The lines to reproduce run from the first one below to the line containing "Each map is", both included. Reproduce them exactly and nothing else.

**Input**
= Beginning of Section =

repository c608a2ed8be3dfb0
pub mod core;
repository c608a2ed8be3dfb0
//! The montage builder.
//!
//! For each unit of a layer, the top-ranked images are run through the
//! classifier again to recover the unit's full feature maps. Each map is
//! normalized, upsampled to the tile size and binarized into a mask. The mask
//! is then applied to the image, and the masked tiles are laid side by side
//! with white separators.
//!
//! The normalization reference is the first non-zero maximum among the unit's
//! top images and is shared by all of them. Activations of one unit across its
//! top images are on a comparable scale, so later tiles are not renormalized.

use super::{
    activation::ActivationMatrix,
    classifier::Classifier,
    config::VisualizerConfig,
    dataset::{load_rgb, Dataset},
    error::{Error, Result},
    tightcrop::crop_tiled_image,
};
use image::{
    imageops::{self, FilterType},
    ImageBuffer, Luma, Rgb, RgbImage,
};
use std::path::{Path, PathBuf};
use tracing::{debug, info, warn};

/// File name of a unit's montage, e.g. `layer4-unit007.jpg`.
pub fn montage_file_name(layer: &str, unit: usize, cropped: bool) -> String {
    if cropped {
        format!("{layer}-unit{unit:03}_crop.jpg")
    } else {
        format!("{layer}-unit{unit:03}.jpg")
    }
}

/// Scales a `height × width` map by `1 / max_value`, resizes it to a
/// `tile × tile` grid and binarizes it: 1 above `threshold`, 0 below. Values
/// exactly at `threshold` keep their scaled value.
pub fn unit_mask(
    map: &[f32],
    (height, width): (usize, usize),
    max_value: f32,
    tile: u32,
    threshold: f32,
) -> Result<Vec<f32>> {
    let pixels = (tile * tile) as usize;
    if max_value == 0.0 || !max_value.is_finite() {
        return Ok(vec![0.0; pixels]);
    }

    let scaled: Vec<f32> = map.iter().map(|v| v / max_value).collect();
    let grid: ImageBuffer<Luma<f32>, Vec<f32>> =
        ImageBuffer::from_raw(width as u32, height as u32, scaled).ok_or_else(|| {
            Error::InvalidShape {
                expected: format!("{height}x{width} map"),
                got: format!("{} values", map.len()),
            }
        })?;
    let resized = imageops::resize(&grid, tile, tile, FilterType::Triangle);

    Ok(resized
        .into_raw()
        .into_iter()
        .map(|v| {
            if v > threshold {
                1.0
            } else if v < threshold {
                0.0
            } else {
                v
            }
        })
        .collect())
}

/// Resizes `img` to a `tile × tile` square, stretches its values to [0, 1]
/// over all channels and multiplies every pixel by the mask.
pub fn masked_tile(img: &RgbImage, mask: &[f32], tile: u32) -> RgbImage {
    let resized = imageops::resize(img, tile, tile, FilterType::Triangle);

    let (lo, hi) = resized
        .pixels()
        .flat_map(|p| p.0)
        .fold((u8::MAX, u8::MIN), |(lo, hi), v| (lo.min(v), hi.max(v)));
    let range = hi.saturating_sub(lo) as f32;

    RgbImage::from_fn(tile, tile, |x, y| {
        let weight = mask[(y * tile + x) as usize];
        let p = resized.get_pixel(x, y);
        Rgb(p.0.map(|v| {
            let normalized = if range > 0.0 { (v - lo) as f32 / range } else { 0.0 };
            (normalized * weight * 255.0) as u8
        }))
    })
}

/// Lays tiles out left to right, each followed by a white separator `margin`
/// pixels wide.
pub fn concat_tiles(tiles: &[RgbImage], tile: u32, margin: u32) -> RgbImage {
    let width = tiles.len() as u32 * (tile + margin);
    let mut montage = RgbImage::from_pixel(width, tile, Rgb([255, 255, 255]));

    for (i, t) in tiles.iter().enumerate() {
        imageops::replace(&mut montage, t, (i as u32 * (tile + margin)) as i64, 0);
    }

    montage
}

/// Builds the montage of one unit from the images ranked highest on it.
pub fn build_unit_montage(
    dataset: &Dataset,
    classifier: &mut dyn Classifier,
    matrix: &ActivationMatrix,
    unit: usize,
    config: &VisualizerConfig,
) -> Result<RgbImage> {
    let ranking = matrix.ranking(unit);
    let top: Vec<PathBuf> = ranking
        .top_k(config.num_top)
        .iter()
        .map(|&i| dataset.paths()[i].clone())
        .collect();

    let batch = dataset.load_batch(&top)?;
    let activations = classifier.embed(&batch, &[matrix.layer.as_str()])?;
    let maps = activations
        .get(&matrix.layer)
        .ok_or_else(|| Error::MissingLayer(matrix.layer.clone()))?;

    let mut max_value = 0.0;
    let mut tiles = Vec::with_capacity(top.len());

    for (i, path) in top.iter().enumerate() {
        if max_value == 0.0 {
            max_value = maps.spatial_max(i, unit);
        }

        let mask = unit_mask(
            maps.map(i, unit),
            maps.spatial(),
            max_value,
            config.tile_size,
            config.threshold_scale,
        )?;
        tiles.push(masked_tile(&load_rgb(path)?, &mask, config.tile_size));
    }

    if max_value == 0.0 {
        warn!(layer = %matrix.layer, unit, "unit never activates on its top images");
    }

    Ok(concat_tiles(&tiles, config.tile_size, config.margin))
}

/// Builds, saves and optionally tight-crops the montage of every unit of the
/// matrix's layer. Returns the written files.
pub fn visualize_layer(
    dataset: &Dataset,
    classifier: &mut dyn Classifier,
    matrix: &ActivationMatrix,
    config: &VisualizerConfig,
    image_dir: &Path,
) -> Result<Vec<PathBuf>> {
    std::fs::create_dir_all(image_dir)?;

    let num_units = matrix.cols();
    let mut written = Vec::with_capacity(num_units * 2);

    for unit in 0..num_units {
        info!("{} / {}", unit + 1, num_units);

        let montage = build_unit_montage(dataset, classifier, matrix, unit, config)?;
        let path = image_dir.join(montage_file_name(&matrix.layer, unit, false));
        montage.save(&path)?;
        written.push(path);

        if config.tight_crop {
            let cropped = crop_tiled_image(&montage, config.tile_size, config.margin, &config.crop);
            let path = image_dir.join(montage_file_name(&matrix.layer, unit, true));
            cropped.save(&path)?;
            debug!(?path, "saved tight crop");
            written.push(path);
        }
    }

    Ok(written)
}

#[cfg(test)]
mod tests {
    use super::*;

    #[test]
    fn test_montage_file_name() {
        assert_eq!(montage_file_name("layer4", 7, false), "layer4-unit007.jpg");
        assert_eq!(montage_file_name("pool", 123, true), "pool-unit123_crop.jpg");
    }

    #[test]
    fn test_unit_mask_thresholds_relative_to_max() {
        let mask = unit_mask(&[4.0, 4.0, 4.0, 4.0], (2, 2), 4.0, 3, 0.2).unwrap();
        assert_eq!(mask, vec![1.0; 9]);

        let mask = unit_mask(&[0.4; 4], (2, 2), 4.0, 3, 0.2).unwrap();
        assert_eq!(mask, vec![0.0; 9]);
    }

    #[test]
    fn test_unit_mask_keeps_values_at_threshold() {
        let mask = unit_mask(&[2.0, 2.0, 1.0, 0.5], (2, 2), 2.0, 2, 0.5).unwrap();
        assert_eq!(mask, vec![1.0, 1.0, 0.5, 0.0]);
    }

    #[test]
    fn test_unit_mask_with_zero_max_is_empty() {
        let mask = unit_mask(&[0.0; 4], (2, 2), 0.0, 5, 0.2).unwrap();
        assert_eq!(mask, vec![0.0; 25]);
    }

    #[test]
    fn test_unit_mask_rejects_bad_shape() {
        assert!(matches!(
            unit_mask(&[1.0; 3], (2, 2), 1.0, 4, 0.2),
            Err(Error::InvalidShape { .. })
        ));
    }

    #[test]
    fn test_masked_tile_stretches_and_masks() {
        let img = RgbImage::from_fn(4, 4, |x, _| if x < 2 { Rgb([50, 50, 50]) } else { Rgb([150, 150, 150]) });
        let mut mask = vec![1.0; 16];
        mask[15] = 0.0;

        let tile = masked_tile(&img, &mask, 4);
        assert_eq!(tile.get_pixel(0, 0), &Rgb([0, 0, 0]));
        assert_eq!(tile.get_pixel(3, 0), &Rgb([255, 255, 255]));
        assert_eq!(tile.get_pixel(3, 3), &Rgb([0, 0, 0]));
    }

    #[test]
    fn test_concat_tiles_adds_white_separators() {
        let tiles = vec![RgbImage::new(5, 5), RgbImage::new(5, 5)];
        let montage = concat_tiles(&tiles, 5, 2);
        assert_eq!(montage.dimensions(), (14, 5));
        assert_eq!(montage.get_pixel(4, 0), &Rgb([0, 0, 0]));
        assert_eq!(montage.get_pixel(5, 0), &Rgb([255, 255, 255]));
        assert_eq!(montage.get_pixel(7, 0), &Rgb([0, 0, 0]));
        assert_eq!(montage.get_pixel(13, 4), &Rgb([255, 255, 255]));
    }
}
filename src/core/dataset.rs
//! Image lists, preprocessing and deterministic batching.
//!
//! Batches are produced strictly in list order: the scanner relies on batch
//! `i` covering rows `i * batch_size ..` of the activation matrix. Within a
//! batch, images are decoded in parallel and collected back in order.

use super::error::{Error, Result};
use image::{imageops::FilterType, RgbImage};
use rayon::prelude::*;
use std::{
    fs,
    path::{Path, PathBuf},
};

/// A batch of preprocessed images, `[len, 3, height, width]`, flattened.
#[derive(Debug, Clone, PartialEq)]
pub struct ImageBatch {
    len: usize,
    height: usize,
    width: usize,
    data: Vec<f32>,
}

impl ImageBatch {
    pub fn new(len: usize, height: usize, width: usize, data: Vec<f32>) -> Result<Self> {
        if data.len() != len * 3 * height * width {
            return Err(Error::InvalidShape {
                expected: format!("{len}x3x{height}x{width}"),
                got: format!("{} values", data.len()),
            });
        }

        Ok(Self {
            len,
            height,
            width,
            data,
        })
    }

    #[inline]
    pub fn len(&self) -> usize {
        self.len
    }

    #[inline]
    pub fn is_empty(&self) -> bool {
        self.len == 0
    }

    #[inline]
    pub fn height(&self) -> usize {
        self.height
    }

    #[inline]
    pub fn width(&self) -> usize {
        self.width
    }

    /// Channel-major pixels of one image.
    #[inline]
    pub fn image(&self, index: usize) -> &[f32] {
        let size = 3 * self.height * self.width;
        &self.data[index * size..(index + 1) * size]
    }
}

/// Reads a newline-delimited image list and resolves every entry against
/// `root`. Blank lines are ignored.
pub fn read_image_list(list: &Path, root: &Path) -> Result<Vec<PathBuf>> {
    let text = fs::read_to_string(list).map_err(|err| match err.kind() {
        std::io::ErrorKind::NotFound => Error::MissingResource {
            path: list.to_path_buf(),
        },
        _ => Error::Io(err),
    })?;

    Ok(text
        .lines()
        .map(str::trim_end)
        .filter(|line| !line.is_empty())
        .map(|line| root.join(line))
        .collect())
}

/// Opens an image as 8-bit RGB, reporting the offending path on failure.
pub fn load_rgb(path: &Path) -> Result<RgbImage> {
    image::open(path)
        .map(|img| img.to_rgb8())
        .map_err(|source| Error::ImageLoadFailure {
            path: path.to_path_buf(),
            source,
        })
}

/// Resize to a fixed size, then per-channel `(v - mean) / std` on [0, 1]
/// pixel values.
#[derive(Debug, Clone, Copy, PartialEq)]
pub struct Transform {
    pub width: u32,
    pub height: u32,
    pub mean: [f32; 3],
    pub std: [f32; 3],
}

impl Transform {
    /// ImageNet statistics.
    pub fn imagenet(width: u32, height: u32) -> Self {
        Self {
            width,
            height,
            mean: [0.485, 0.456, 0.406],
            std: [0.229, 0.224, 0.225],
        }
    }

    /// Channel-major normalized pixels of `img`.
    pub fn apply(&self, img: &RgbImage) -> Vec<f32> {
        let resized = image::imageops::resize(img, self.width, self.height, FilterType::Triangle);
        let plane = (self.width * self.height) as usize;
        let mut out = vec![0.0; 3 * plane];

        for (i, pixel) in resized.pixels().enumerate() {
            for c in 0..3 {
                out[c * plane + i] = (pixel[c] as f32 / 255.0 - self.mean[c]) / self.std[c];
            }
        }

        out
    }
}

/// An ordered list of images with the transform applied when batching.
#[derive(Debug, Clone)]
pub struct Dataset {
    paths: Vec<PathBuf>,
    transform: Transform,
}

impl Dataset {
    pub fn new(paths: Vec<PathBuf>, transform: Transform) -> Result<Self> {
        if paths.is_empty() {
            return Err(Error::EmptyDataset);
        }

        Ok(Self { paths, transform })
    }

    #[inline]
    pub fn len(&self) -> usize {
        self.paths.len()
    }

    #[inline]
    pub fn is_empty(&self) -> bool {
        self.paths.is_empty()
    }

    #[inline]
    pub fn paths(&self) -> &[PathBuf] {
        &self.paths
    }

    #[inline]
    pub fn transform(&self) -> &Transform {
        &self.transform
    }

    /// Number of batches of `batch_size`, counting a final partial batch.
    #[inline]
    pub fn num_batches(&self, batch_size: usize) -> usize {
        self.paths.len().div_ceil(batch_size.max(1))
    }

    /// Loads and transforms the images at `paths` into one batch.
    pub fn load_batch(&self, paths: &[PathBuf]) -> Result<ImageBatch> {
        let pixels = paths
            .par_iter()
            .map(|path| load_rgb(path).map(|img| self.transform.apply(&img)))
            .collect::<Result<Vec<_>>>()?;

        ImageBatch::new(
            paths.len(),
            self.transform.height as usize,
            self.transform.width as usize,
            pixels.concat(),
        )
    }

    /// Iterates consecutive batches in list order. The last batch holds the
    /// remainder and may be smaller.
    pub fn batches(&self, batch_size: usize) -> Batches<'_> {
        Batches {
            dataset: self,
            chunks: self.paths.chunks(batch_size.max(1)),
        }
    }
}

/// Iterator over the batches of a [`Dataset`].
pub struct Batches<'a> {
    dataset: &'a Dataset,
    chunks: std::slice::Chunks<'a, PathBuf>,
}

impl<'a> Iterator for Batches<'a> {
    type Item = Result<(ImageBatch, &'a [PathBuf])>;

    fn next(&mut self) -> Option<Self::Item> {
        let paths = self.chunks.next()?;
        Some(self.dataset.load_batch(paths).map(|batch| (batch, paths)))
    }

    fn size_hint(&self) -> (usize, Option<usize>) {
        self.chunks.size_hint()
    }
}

= End of Section =

**Reply to the exercise**
repository c608a2ed8be3dfb0
pub mod core;
repository c608a2ed8be3dfb0
//! The montage builder.
//!
//! For each unit of a layer, the top-ranked images are run through the
//! classifier again to recover the unit's full feature maps. Each map is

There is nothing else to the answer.